Je suis bloquée, je n'arrive plus à avancer dans mes projets personnels, mes études... J'ai l'impression d'avoir perdu quelque chose qui me donnait la force d'avancer. Je suis d'un pessimiste affolant ; plus rien n'a de goût... et, en plus de tout ça, je culpabilise d'être aujourd'hui avec quelqu'un qui m'aime énormément. J'ai peur de lui faire subir ce que moi j'ai subi... alors je n'arrive même pas à le quitter... d'autant plus que cette personne serait en fait mieux pour moi !
Comment continuer à avancer?

Réponse : Il est nécessaire pour avancer de regarder devant. Or, une certaine nostalgie du passé semble littéralement vous happer, comme si vous restiez accrochée à tout ce qui était positif dans la relation avec ce jeune homme. Même si, par ailleurs, vous avez conscience que celle-ci était loin d'être sereine, que votre ami était peu disponible pour vous et qu'en réaction, sans doute, vous vous montriez exigeante.
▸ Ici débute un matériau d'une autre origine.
//! Port for reservation persistence.
//!
//! Adapters own their transaction scope: `update` and `remove` are expected
//! to lock the row, apply the change, and stamp the audit fields in a single
//! transaction before returning.

use async_trait::async_trait;
use uuid::Uuid;

use crate::domain::{
    NewReservation, Reservation, ReservationChanges, ReservationWithTotals, UserId,
};

use super::StorageError;

/// Port for writing and reading reservation aggregates.
#[cfg_attr(test, mockall::automock)]
#[async_trait]
pub trait ReservationRepository: Send + Sync {
    /// Insert a reservation owned by `owner` in the draft state.
    async fn create(
        &self,
        owner: &UserId,
        new: &NewReservation,
    ) -> Result<Reservation, StorageError>;

    /// Find a reservation by id.
    async fn find(&self, id: Uuid) -> Result<Option<Reservation>, StorageError>;

    /// Find a reservation by id together with its per-currency totals.
    async fn find_with_totals(
        &self,
        id: Uuid,
    ) -> Result<Option<ReservationWithTotals>, StorageError>;

    /// List an owner's reservations, newest first.
    async fn list_for_owner(&self, owner: &UserId) -> Result<Vec<Reservation>, StorageError>;

    /// Apply a validated patch and stamp `actor` into the audit fields.
    async fn update(
        &self,
        id: Uuid,
        actor: &UserId,
        changes: &ReservationChanges,
    ) -> Result<Reservation, StorageError>;

    /// Delete a reservation and everything hanging off it.
    async fn remove(&self, id: Uuid) -> Result<Uuid, StorageError>;
}

/// Fixture implementation backed by at most one preset reservation.
#[derive(Debug, Default, Clone)]
pub struct FixtureReservationRepository {
    record: Option<Reservation>,
}

impl FixtureReservationRepository {
    /// Fixture that serves `record` from every read and write.
    pub fn with_record(record: Reservation) -> Self {
        Self {
            record: Some(record),
        }
    }
}

#[async_trait]
impl ReservationRepository for FixtureReservationRepository {
    async fn create(
        &self,
        _owner: &UserId,
        _new: &NewReservation,
    ) -> Result<Reservation, StorageError> {
        self.record
            .clone()
            .ok_or_else(|| StorageError::query("fixture has no preset reservation"))
    }

    async fn find(&self, id: Uuid) -> Result<Option<Reservation>, StorageError> {
        Ok(self.record.clone().filter(|record| record.id == id))
    }

    async fn find_with_totals(
        &self,
        id: Uuid,
    ) -> Result<Option<ReservationWithTotals>, StorageError> {
        Ok(self
            .record
            .clone()
            .filter(|record| record.id == id)
            .map(|reservation| ReservationWithTotals {
                reservation,
                currency_totals: Vec::new(),
            }))
    }

    async fn list_for_owner(&self, owner: &UserId) -> Result<Vec<Reservation>, StorageError> {
        Ok(self
            .record
            .clone()
            .filter(|record| record.owner_id == *owner.as_uuid())
            .into_iter()
            .collect())
    }

    async fn update(
        &self,
        id: Uuid,
        _actor: &UserId,
        _changes: &ReservationChanges,
    ) -> Result<Reservation, StorageError> {
        self.record
            .clone()
            .filter(|record| record.id == id)
            .ok_or_else(|| StorageError::not_found("reservation"))
    }

    async fn remove(&self, id: Uuid) -> Result<Uuid, StorageError> {
        Ok(id)
    }
}

#[cfg(test)]
mod tests {
    //! Regression coverage for this module.
    use chrono::Utc;
    use rstest::rstest;
    use rust_decimal::Decimal;

    use super::*;
    use crate::domain::ReservationStatus;

    fn reservation(owner: &UserId) -> Reservation {
        let now = Utc::now();
        Reservation {
            id: Uuid::new_v4(),
            reference_code: "WF-2026-0042".to_owned(),
            owner_id: *owner.as_uuid(),
            status: ReservationStatus::Draft,
            total_price: Decimal::ZERO,
            amount_paid: Decimal::ZERO,
            notes: None,
            created_by: *owner.as_uuid(),
            updated_by: *owner.as_uuid(),
            created_at: now,
            updated_at: now,
        }
    }

    #[rstest]
    #[tokio::test]
    async fn empty_fixture_finds_nothing() {
        let repo = FixtureReservationRepository::default();
        let found = repo.find(Uuid::new_v4()).await.expect("fixture lookup");
        assert!(found.is_none());
    }

    #[rstest]
    #[tokio::test]
    async fn preset_fixture_serves_its_record_by_id() {
        let owner = UserId::random();
        let record = reservation(&owner);
        let repo = FixtureReservationRepository::with_record(record.clone());

        let found = repo.find(record.id).await.expect("fixture lookup");
        assert_eq!(found, Some(record.clone()));

        let miss = repo.find(Uuid::new_v4()).await.expect("fixture lookup");
        assert!(miss.is_none());
    }

    #[rstest]
    #[tokio::test]
    async fn listing_filters_by_owner() {
        let owner = UserId::random();
        let record = reservation(&owner);
        let repo = FixtureReservationRepository::with_record(record.clone());

        let mine = repo.list_for_owner(&owner).await.expect("fixture list");
        assert_eq!(mine, vec![record]);

        let theirs = repo
            .list_for_owner(&UserId::random())
            .await
            .expect("fixture list");
        assert!(theirs.is_empty());
    }

    #[rstest]
    #[tokio::test]
    async fn totals_read_wraps_the_record_with_an_empty_breakdown() {
        let owner = UserId::random();
        let record = reservation(&owner);
        let repo = FixtureReservationRepository::with_record(record.clone());

        let found = repo
            .find_with_totals(record.id)
            .await
            .expect("fixture lookup")
            .expect("record present");
        assert_eq!(found.reservation, record);
        assert!(found.currency_totals.is_empty());
    }

    #[rstest]
    #[tokio::test]
    async fn update_on_an_absent_row_reports_not_found() {
        let repo = FixtureReservationRepository::default();
        let err = repo
            .update(
                Uuid::new_v4(),
                &UserId::random(),
                &ReservationChanges::default(),
            )
            .await
            .expect_err("absent row must fail");
        assert_eq!(err, StorageError::not_found("reservation"));
    }

    #[rstest]
    #[tokio::test]
    async fn remove_echoes_the_id() {
        let repo = FixtureReservationRepository::default();
        let id = Uuid::new_v4();
        assert_eq!(repo.remove(id).await.expect("fixture remove"), id);
    }
}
On n'est jamais seul(e) responsable d'une relation. Il y a au minimum deux personnes en interaction.  La façon de réagir ou de ne pas réagir de l'un est une communication, à laquelle vous réagissez. N'oubliez pas que tout est communication, y compris, et peut-être surtout, le non-verbal. Si vous ne vous sentiez pas rassurée par lui, vous pouviez difficilement vous abstenir d'attendre et de demander la preuve du contraire. Il se peut que vous étiez tous les deux prisonniers du "jeu" psychologique suivant : Au plus, tu fuis, au plus je te suis ou pourchasse, et que ce jeu se poursuive encore aujourd'hui.
Votre esprit d'analyse vous permet de percevoir tout cela, le positif comme le négatif mais il apparaît que cela ait peu ou pas de prise sur le registre affectif. Vous vous décrivez comme une personne ayant peu confiance en elle. J'entends : "suis-je capable d'aimer et d'être aimée ?" Il est possible qu'au travers de cette histoire se soit répétée une situation du passé dans laquelle vous avez été confrontée au même questionnement : "si je ne suis pas aimée, ou pas aimée assez, ou mal aimée, n'est-ce pas à cause de ma manière d'aimer ?". Ce qui compte dans la construction psychique, ce ne sont pas les événements tels qu'ils se sont réellement déroulés mais tels qu'ils ont été ressentis. Il est fréquent que les drames dont on s'extirpe avec peine soient ceux dans lesquels on espère réparer les blessures du passé, en inscrivant enfin une expérience pleinement satisfaisante par-dessus.
Le fait que vous ayez attendu de rencontrer quelqu'un d'autre (qui compte) pour prendre la décision de rompre vraiment tend à révéler une insécurité profonde. Je soupçonne une grande difficulté, voire une impossibilité, à vivre seule, sans quelqu'un auprès de vous, que ce soit au quotidien ou dans votre cœur. Sans période de solitude et de transition, au cours de laquelle s'effectuent des retrouvailles avec soi-même et aussi le deuil de tout ce à quoi on tenait dans une relation, il est périlleux de se lancer dans une nouvelle rencontre. Ce que vous appréciez chez l'un vous manque chez l'autre, vous n'avez pas encore tourné la page qu'il faut que vous en écriviez une suivante, etc. Cela engendre inévitablement de la confusion et jette le trouble dans vos sentiments, d'autant plus que l'échec de la relation précédente réactive certainement des peurs anciennes, du type abandon, séparation, trahison, etc. Vous vous étiez tellement investie que la déception a été très grande, bien plus que les apparences le laissaient entrevoir, de sorte qu'aujourd'hui, vous penchez vertigineusement vers le passé vous permet, inconsciemment, peut-être de ne pas investir dans l'avenir. Mais de ne pas profiter non plus du présent.
Peut-être vous sentez-vous coupable de n'avoir eu la force de prendre le temps d'être seule et de vous être en quelque sorte jetée dans les bras de votre ami comme dans une bouée de sauvetage, pour oublier... ?
Je pense que nous n'oublions jamais rien de ce que nous vivons. La question n'est pas d'oublier mais d'accepter... L'aide d'un psy est souvent précieuse pour parcourir ce chemin et m'écrire était peut-être déjà un premier pas. Si vous décidez de cela pour vous-même, prenez le temps de trouver quelqu'un qui vous respecte.
Quelques mots encore pour conclure : La passion amoureuse a toujours une fin tandis que l'on apprend à aimer tous les jours. Ayez de la compassion pour vous-même et apprenez à connaître celui qui vous aime et qui semble mieux vous correspondre.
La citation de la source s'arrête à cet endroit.